Artinya, lanjut Tulus, PT Jasa Marga selaku operator Tol Sedyatmo, tidak akan mampu memenuhi berbagai indikator untuk meningkatkan pelayanan yang tercakup dalam Standar Pelayanan Minimal (SPM) Jalan Tol. Kecuali jika pemerintah bisa memindahkan 30% pengguna Tol Sedyatmo menjadi pengguna KA bandara, yang sampai sekarang masih kembang kempis, karena sepi penumpang.
“Bisa kita bayangkan jika 100 juta penumpang Bandara Soetta semuanya menggerojog via jalan Tol Sedyatmo, alamaaak, macam mana pula keandalan jalan tol Sedyatmo?’ katanya.
Dengan demikian, mengacu pada kondisi empirik seperti itu, maka tarif Tol Sedyatmo tidak layak lagi untuk dinaikkan. Benar operator tol, punya hak yang cukup kuat untuk menaikkan tarif tol per dua tahun.

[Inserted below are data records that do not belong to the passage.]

//! Calendar keys for the Daily Reflections collection.
//!
//! Each reflection is addressed by month and day only ([`DateKey`], written
//! `MM-DD`). Queries such as "what does today's reflection say" or
//! "the reading for Jan 3rd" are resolved to a key by [`parse_date_from_query`].


use chrono::{Datelike, Local, NaiveDate};
use fancy_regex::Regex;
use serde::{Deserialize, Serialize};
use std::fmt;
use std::str::FromStr;
use std::sync::LazyLock;
use thiserror::Error;

/// Leap year used to validate keys, so that `02-29` is accepted
const REFERENCE_YEAR: i32 = 2024;

const MONTH_NAMES: [&str; 12] = [
    "January",
    "February",
    "March",
    "April",
    "May",
    "June",
    "July",
    "August",
    "September",
    "October",
    "November",
    "December",
];

const MONTH_ABBREVIATIONS: [(&str, u32); 13] = [
    ("jan", 1),
    ("feb", 2),
    ("mar", 3),
    ("apr", 4),
    ("may", 5),
    ("jun", 6),
    ("jul", 7),
    ("aug", 8),
    ("sep", 9),
    ("sept", 9),
    ("oct", 10),
    ("nov", 11),
    ("dec", 12),
];

#[derive(Debug, Error, PartialEq, Eq)]
pub enum DateError {
    #[error("Invalid date key format: {0} (expected MM-DD)")]
    InvalidFormat(String),
    #[error("Date out of range: month {month}, day {day}")]
    OutOfRange { month: u32, day: u32 },
}

#[derive(Debug, Clone, Copy, PartialEq, Eq, Hash, PartialOrd, Ord, Serialize, Deserialize)]
#[serde(try_from = "String", into = "String")]
pub struct DateKey {
    month: u32,
    day: u32,
}

impl DateKey {
    #[inline]
    pub fn new(month: u32, day: u32) -> Result<Self, DateError> {
        NaiveDate::from_ymd_opt(REFERENCE_YEAR, month, day)
            .map(|_| Self { month, day })
            .ok_or(DateError::OutOfRange { month, day })
    }

    #[inline]
    pub fn from_date(date: NaiveDate) -> Self {
        Self {
            month: date.month(),
            day: date.day(),
        }
    }

    /// Key for the current local date
    #[inline]
    pub fn today() -> Self {
        Self::from_date(Local::now().date_naive())
    }

    #[inline]
    pub fn month(&self) -> u32 {
        self.month
    }

    #[inline]
    pub fn day(&self) -> u32 {
        self.day
    }

    /// Human-readable form, e.g. `January 8`
    #[inline]
    pub fn display_name(&self) -> String {
        let name = self
            .month
            .checked_sub(1)
            .and_then(|index| MONTH_NAMES.get(index as usize))
            .copied()
            .unwrap_or("Unknown");
        format!("{name} {}", self.day)
    }
}

impl fmt::Display for DateKey {
    #[inline]
    fn fmt(&self, f: &mut fmt::Formatter<'_>) -> fmt::Result {
        write!(f, "{:02}-{:02}", self.month, self.day)
    }
}

impl FromStr for DateKey {
    type Err = DateError;

    #[inline]
    fn from_str(s: &str) -> Result<Self, Self::Err> {
        let (month, day) = s
            .trim()
            .split_once('-')
            .ok_or_else(|| DateError::InvalidFormat(s.to_string()))?;
        let month = month
            .parse::<u32>()
            .map_err(|_| DateError::InvalidFormat(s.to_string()))?;
        let day = day
            .parse::<u32>()
            .map_err(|_| DateError::InvalidFormat(s.to_string()))?;
        Self::new(month, day)
    }
}

impl TryFrom<String> for DateKey {
    type Error = DateError;

    #[inline]
    fn try_from(value: String) -> Result<Self, Self::Error> {
        value.parse()
    }
}

impl From<DateKey> for String {
    #[inline]
    fn from(key: DateKey) -> Self {
        key.to_string()
    }
}

static TODAY_PATTERN: LazyLock<Regex> = LazyLock::new(|| {
    Regex::new(r"\b(today|today['’]?s|current|this)\b").expect("valid regex")
});
static YESTERDAY_PATTERN: LazyLock<Regex> = LazyLock::new(|| {
    Regex::new(r"\b(yesterday|yesterday['’]?s|previous)\b").expect("valid regex")
});
static TOMORROW_PATTERN: LazyLock<Regex> = LazyLock::new(|| {
    Regex::new(r"\b(tomorrow|tomorrow['’]?s|next)\b").expect("valid regex")
});
static REFLECTION_WORDS: LazyLock<Regex> =
    LazyLock::new(|| Regex::new(r"\b(reflection|reading|message|daily)\b").expect("valid regex"));
static DASH_PATTERN: LazyLock<Regex> =
    LazyLock::new(|| Regex::new(r"(\d{1,2})-(\d{1,2})").expect("valid regex"));
static SLASH_PATTERN: LazyLock<Regex> =
    LazyLock::new(|| Regex::new(r"\b(\d{1,2})/(\d{1,2})\b").expect("valid regex"));

/// Month-name patterns, full names before abbreviations
static MONTH_PATTERNS: LazyLock<Vec<(Regex, u32)>> = LazyLock::new(|| {
    let full = MONTH_NAMES
        .iter()
        .zip(1..)
        .map(|(name, month)| (name.to_lowercase(), month));
    let abbreviated = MONTH_ABBREVIATIONS
        .iter()
        .map(|(name, month)| ((*name).to_string(), *month));

    full.chain(abbreviated)
        .map(|(name, month)| {
            let regex = Regex::new(&format!(r"\b{name}\s+(\d{{1,2}})(?:st|nd|rd|th)?\b"))
                .expect("valid regex");
            (regex, month)
        })
        .collect()
});

fn matches(regex: &Regex, text: &str) -> bool {
    regex.is_match(text).unwrap_or(false)
}

fn capture_number(captures: &fancy_regex::Captures<'_>, group: usize) -> Option<u32> {
    captures.get(group)?.as_str().parse().ok()
}

fn numeric_key(regex: &Regex, text: &str) -> Option<DateKey> {
    let captures = regex.captures(text).ok()??;
    let month = capture_number(&captures, 1)?;
    let day = capture_number(&captures, 2)?;
    DateKey::new(month, day).ok()
}

/// Find a reflection date referenced in a free-text query
///
/// Relative words ("today", "yesterday", "tomorrow") only count when the query
/// also mentions a reflection, reading, message or daily. `today` anchors
/// relative references.
#[inline]
pub fn parse_date_from_query(query: &str, today: NaiveDate) -> Option<DateKey> {
    let text = query.trim().to_lowercase();
    let mentions_reflection = matches(&REFLECTION_WORDS, &text);

    if mentions_reflection {
        if matches(&TODAY_PATTERN, &text) {
            return Some(DateKey::from_date(today));
        }
        if matches(&YESTERDAY_PATTERN, &text) {
            return today.pred_opt().map(DateKey::from_date);
        }
        if matches(&TOMORROW_PATTERN, &text) {
            return today.succ_opt().map(DateKey::from_date);
        }
    }

    if let Some(key) = numeric_key(&DASH_PATTERN, &text) {
        return Some(key);
    }
    if let Some(key) = numeric_key(&SLASH_PATTERN, &text) {
        return Some(key);
    }

    MONTH_PATTERNS.iter().find_map(|(regex, month)| {
        let captures = regex.captures(&text).ok()??;
        let day = capture_number(&captures, 1)?;
        DateKey::new(*month, day).ok()
    })
}

/// True when the query asks about today's reflection, reading or message
#[inline]
pub fn refers_to_todays_reflection(query: &str) -> bool {
    let text = query.to_lowercase();
    matches(&TODAY_PATTERN, &text) && matches(&REFLECTION_WORDS, &text)
}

Namun, ingat, hal itu bisa dilakukan jika keandalan dan kemampuan jalan tol bisa dipenuhi, melalui standar pelayanan minimal sebagai pra syarat untuk kenaikan tarif tol. Tanpa adanya rekayasa lalu lintas yang mumpuni untuk mengembalikan keandalan jalan tol, maka kenaikan tarif Tol Sedyatmo adalah bentuk perampasan hak konsumen sebagai pengguna jalan tol.